Wednesday, June 16, 2004

gratifying squish

from: journal entry 4/14/04

it is a monday morning after a long winter, 7:50 am. i’m on the red line, heading outbound towards cambridge. towards the front of the car there is a pool of coffee with cream, partially absorbed by a discarded metro that is slowly seeping across the marbleized grey linoleum floor. it’s a menacing mass of animate liquid, about three feet across, growing larger and more out of control with every bump and sway of the train. there is a suspicious froth at the edge in some areas – a reaction with whatever godforsaken substance winds up on a floor of a subway car.

the train is so crowded between south station and downtown crossing that it is impossible to avoid it. the odd jolt produces tentacles that strike passengers who mistakenly thought they were strictly spectators. those of us closer to it are looking down with nervous anticipation and fear. i am trying to stand on the outside edges of my feet, without really understanding what good that will do. others in more expensive shoes are trying to get on their tip toes, which, as evident by the strain on their faces and their failing ankles, is the first time they have tried to do so in a few decades.

enough people filter out at downtown crossing that i am able to escape, taking a seat far enough away to observe other’s clumsy attempts at avoiding the spill as it expands and attacks. i am mortified, realizing that only moments before i was guilty of the same irrational fear and ridiculous gesture. i had promised myself when i started doing this commute that i wouldn’t be one of those uptight, heads-down, cattle-people that i took such pleasure in scoffing at only months before. now we were no different.
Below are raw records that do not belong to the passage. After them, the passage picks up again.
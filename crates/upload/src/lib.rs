//! Chunked, resumable upload engine.
//!
//! A client declares a file, receives a chunk plan, pushes chunks in any
//! order (idempotently, with per-chunk checksums), and finalizes; the
//! engine assembles the chunks into one durable object, records the
//! resulting file, and reports progress over the event bus.

mod checksum;
mod manager;
mod planner;
mod records;
mod session;
mod store;
mod validation;

pub use checksum::checksum_bytes;
pub use manager::UploadManager;
pub use planner::{ChunkPlan, plan_chunks};
pub use records::{InMemoryRecordStore, RecordStore};
pub use session::{ReceivedBitmap, UploadSession};
pub use store::SessionStore;
pub use validation::validate_file_name;

use dropgate_protocol::SessionStatus;
use dropgate_storage::StorageError;

/// Errors produced by the upload engine.
#[derive(Debug, thiserror::Error)]
pub enum UploadError {
    #[error("invalid declared size: {0}")]
    InvalidSize(u64),

    #[error("invalid file name: {0}")]
    InvalidFileName(String),

    #[error("workspace quota exceeded: requested {requested}, remaining {remaining}")]
    QuotaExceeded { requested: u64, remaining: u64 },

    #[error("actor is not allowed to perform this operation")]
    Unauthorized,

    #[error("session not found: {0}")]
    SessionNotFound(String),

    #[error("session expired: {0}")]
    SessionExpired(String),

    #[error("session is {status:?} and no longer accepts this operation")]
    SessionClosed { status: SessionStatus },

    #[error("chunk index {index} out of range for {chunk_count} chunks")]
    ChunkIndex { index: u32, chunk_count: u32 },

    #[error("chunk {index} has {actual} bytes, expected {expected}")]
    ChunkLength {
        index: u32,
        expected: u64,
        actual: u64,
    },

    #[error("checksum mismatch on chunk {index}")]
    ChecksumMismatch { index: u32 },

    #[error("chunk {index} already received with different content")]
    ChunkConflict { index: u32 },

    #[error("upload incomplete: {received} of {total} chunks received")]
    IncompleteUpload { received: u32, total: u32 },

    #[error("assembled file does not match the declared content hash")]
    HashMismatch,

    #[error("assembly failed: {0}")]
    AssemblyIo(StorageError),

    #[error("storage error: {0}")]
    Storage(#[from] StorageError),
}
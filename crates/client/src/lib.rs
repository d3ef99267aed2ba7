//! Consumer-side components of the ingestion pipeline.
//!
//! [`StreamClient`] maintains one logical event stream over a sequence of
//! physical connections, reconnecting with jittered exponential backoff
//! and de-duplicating replayed events. [`ChunkUploader`] pushes a file's
//! chunks through a sink with a bounded number of simultaneous in-flight
//! chunks. Both are driven through injected traits so they are testable
//! without a network.

mod backoff;
mod stream;
mod uploader;

pub use backoff::{Backoff, JitterSource, NoJitter, RandomJitter, ReconnectConfig};
pub use stream::{StreamClient, StreamEvent, StreamState, StreamTransport};
pub use uploader::{ChunkSink, ChunkUploader, UploaderConfig};

/// Errors produced by consumer-side components.
#[derive(Debug, thiserror::Error)]
pub enum ClientError {
    /// The physical connection or request failed; always retryable.
    #[error("transport error: {0}")]
    Transport(String),

    /// A per-call deadline elapsed; retryable.
    #[error("request timed out")]
    Timeout,

    /// The server rejected the request; not retryable.
    #[error("rejected: {0}")]
    Rejected(String),

    /// The component was closed explicitly.
    #[error("closed")]
    Closed,
}

impl ClientError {
    /// `true` for failures the caller should retry.
    pub fn is_transient(&self) -> bool {
        matches!(self, ClientError::Transport(_) | ClientError::Timeout)
    }
}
the doors open at park. on walks a college-aged asian girl in flip flops and hip hugging jeans – the excess fabric of which is dragging precariously on the floor. those close to the situation look at her exposed feet and dragging jeans as if she were the guy in hitchcock’s “the birds” who was lighting a cigarette over a pool of leaking gasoline. she catches herself in time, freezing in front of it and staring, petrified. her unexpected stop causes a temporary back up of commuters colliding into each other – all confused, all dancing around the pool, loosing their balance and risking injury every time the train accelerates.

as the crowd further thins, it parts around a man, mid-twenties and well dressed; with the tell-tale white earbuds of an ipod stemming from his ear. he is planted defiantly in the thickest area of the spill, glaring down at it while playing subtle air guitar. as we lurch over the longfellow, i stare out the window at various crew teams – performing their early morning warm-up under a promising spring sky. their wake leaves a shimmering herringbone pattern across an otherwise placid charles. somewhere between this guy and the river, i feel, for the first time in my life and with great confidence, that the secret to life is in the appreciation and enjoyment of it while it sloshes beneath your feet, or passes outside your window. as i get off at dendall i make a point of stepping on the coffee-soaked metro – it lets out a gratifying squish as i continue out the doors.